A chi vorrebbe obiettare che trarre conclusioni così radicali dal semplice smaltimento di un oggetto ormai inutile sia un po’ audace, risponde direttamente la compagnia telefonica francese. O meglio non risponde. Perché la regista cerca in tutti i modi di ottenere una mappa delle cabine ancora esistenti e riceve solo rifiuti. Prima un funzionario le promette di richiamarla in un attimo e sparisce, poi le tagliano la linea telefonica mentre ancora sta parlando da dentro la cabina.

Tutti gli interventi infatti vengono fatti al telefono. Devigne è costretta a crearsela da sola la sua mappa, controllando online tutti i luoghi in cui sembra esserci ancora una cabina. Poi puntualmente diffonde l’invito aperto a chiunque a chiamarla mentre si trova lì. Raccoglie così i pareri di tante persone diverse, da chi ha ricordi di giovinezza a chi invece prese parte alla diffusione della rete telefonica sul territorio francese.

Scopriamo così che non esiste solo la Telegraph Road dei Dire Straits, ma anche una Rue du Téléphone, che si interseca però con quella che in Francia chiamano la “diagonale du vide”, diagonale del vuoto. È tutto quel territorio che, privo di metropoli, annega nell’indifferenza totale della politica e nella mancanza o inadeguatezza di ogni servizio pubblico essenziale. Restano solo la cabina telefonica e la cassetta delle lettere, ma la prima, ormai la sappiamo, ha i giorni contati. Le poste resistono, ma viene da chiederci: non è che sopravvivono solo perché essenziali per le aziende che vendono online?

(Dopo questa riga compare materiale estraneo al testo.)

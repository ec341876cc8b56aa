use eframe::egui::{Pos2, Rect};

use super::{GraphEngine, NodeId};
use crate::camera::ZoomAnchor;

/// What the pointer went down on.
#[derive(Clone, Copy, Debug, PartialEq, Eq)]
pub enum PointerTarget {
    Canvas,
    Node(NodeId),
    Control,
}

#[derive(Clone, Copy, Debug, PartialEq)]
pub(super) enum Gesture {
    Idle,
    Camera { last: Pos2 },
    Node { id: NodeId },
}

impl GraphEngine {
    pub fn is_dragging_node(&self) -> bool {
        matches!(self.gesture, Gesture::Node { .. })
    }

    pub fn gesture_active(&self) -> bool {
        self.gesture != Gesture::Idle
    }

    /// Starts a gesture. A node under the pointer wins over the canvas; a gesture already in
    /// progress is left alone.
    pub fn pointer_down(&mut self, target: PointerTarget, pos: Pos2) {
        if self.gesture_active() {
            return;
        }

        self.gesture = match target {
            PointerTarget::Node(id) => match self.simulation.position(id) {
                Some(position) => {
                    self.simulation.pin(id, position);
                    Gesture::Node { id }
                }
                None => Gesture::Camera { last: pos },
            },
            PointerTarget::Canvas => Gesture::Camera { last: pos },
            PointerTarget::Control => Gesture::Idle,
        };
    }

    pub fn pointer_move(&mut self, pos: Pos2, viewport: Rect) {
        match self.gesture {
            Gesture::Idle => {}
            Gesture::Camera { last } => {
                self.camera.drag(pos - last);
                self.gesture = Gesture::Camera { last: pos };
            }
            Gesture::Node { id } => match self.simulation.position(id) {
                Some(reference) => {
                    let target = self.camera.unproject(pos, viewport, reference);
                    self.simulation.pin(id, target);
                }
                None => self.gesture = Gesture::Idle,
            },
        }
    }

    pub fn pointer_up(&mut self) {
        self.end_gesture();
    }

    pub(super) fn end_gesture(&mut self) {
        if let Gesture::Node { id } = self.gesture {
            self.simulation.release(id);
        }
        self.gesture = Gesture::Idle;
    }

    /// One zoom step per wheel event, direction from the sign of `delta_y`.
    pub fn wheel(&mut self, delta_y: f32, pointer: Option<Pos2>, viewport: Rect) {
        if delta_y.abs() <= f32::EPSILON {
            return;
        }
        let steps = if delta_y > 0.0 { 1 } else { -1 };
        let anchor = match pointer {
            Some(pointer) if self.zoom_to_pointer => ZoomAnchor::Pointer(pointer),
            _ => ZoomAnchor::ViewportCenter,
        };
        self.camera.zoom_steps(steps, anchor, viewport);
    }
}

#[cfg(test)]
mod tests {
    use eframe::egui::{pos2, vec2};
    use glam::Vec3;

    use super::*;
    use crate::camera::ProjectionMode;
    use crate::graph::engine::tests::{add, engine};

    fn viewport() -> Rect {
        Rect::from_min_size(pos2(0.0, 0.0), vec2(800.0, 600.0))
    }

    #[test]
    fn canvas_drag_pans_in_planar_mode() {
        let mut engine = engine(ProjectionMode::Planar);
        engine.pointer_down(PointerTarget::Canvas, pos2(100.0, 100.0));
        engine.pointer_move(pos2(130.0, 90.0), viewport());
        engine.pointer_move(pos2(140.0, 95.0), viewport());
        engine.pointer_up();
        assert_eq!(engine.camera().pan(), vec2(40.0, -5.0));
        assert!(!engine.gesture_active());
    }

    #[test]
    fn canvas_drag_orbits_in_volumetric_mode() {
        let mut engine = engine(ProjectionMode::Volumetric);
        engine.pointer_down(PointerTarget::Canvas, pos2(100.0, 100.0));
        engine.pointer_move(pos2(200.0, 100.0), viewport());
        let (pitch, yaw) = engine.camera().angles();
        assert_eq!(pitch, 0.0);
        assert!(yaw > 0.0);
        assert_eq!(engine.camera().pan(), vec2(0.0, 0.0));
    }

    #[test]
    fn node_drag_pins_then_releases() {
        let mut engine = engine(ProjectionMode::Planar);
        let cat = add(&mut engine, "cat", vec![1.0, 0.0]);
        add(&mut engine, "dog", vec![0.8, 0.6]);

        engine.pointer_down(PointerTarget::Node(cat), pos2(400.0, 300.0));
        assert!(engine.is_dragging_node());
        engine.pointer_move(pos2(500.0, 250.0), viewport());
        for _ in 0..30 {
            engine.step(1.0 / 60.0);
        }
        assert_eq!(engine.simulation().position(cat), Some(Vec3::new(100.0, -50.0, 0.0)));
        assert!(engine.simulation().alpha() >= 0.3 - 1e-4);
        assert!(engine.camera().is_neutral());

        engine.pointer_up();
        assert!(!engine.simulation().has_pins());
        for _ in 0..10 {
            engine.step(1.0 / 60.0);
        }
        assert_ne!(engine.simulation().position(cat), Some(Vec3::new(100.0, -50.0, 0.0)));
    }

    #[test]
    fn node_gesture_blocks_camera_gesture() {
        let mut engine = engine(ProjectionMode::Planar);
        let cat = add(&mut engine, "cat", vec![1.0, 0.0]);
        engine.pointer_down(PointerTarget::Node(cat), pos2(400.0, 300.0));
        engine.pointer_down(PointerTarget::Canvas, pos2(0.0, 0.0));
        engine.pointer_move(pos2(50.0, 50.0), viewport());
        assert!(engine.is_dragging_node());
        assert_eq!(engine.camera().pan(), vec2(0.0, 0.0));
    }

    #[test]
    fn controls_start_no_gesture() {
        let mut engine = engine(ProjectionMode::Planar);
        engine.pointer_down(PointerTarget::Control, pos2(10.0, 10.0));
        engine.pointer_move(pos2(60.0, 60.0), viewport());
        assert!(!engine.gesture_active());
        assert!(engine.camera().is_neutral());
    }

    #[test]
    fn clearing_mid_drag_ends_gesture() {
        let mut engine = engine(ProjectionMode::Planar);
        let cat = add(&mut engine, "cat", vec![1.0, 0.0]);
        engine.pointer_down(PointerTarget::Node(cat), pos2(400.0, 300.0));
        engine.clear_all();
        engine.pointer_move(pos2(420.0, 310.0), viewport());
        engine.pointer_up();
        assert!(!engine.gesture_active());
        assert!(engine.nodes().is_empty());
    }

    #[test]
    fn wheel_zooms_one_step_per_event() {
        let mut engine = engine(ProjectionMode::Planar);
        engine.wheel(120.0, None, viewport());
        assert!((engine.camera().zoom() - 1.1).abs() < 1e-5);
        engine.wheel(-3.0, Some(pos2(5.0, 5.0)), viewport());
        assert!((engine.camera().zoom() - 1.0).abs() < 1e-5);
        engine.wheel(0.0, None, viewport());
        assert!((engine.camera().zoom() - 1.0).abs() < 1e-5);
        assert_eq!(engine.camera().pan(), vec2(0.0, 0.0));
    }
}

L’identikit del suo nostalgico, spiega Devigne, è il gauchista sconfitto ma non arreso. E non a caso, spiega proprio una di queste gauchiste, tra i primi a occuparsi dello smantellamento delle cabine c’è stato proprio Macron, ai tempi in cui era ancora “solo” ministro dell’economia. Più che una battaglia, che forse avrebbe un vago sapore donchisciottesco, quello delle cabine è un indizio di colpevolezza.

Il doc ha un’intuizione geniale in una breve sequenza, dove la regista si fa visitare via Skype da un medico, in una cabina adibita. È una parentesi che serve a rimarcare il concetto, un oscuro presagio della direzione che abbiamo intrapreso: rinunciare al contatto umano, al collettivo, per una solitudine totale. Forse fino al punto in cui, come qualcuno vergognosamente diceva qualche decennio fa, la società non esiste.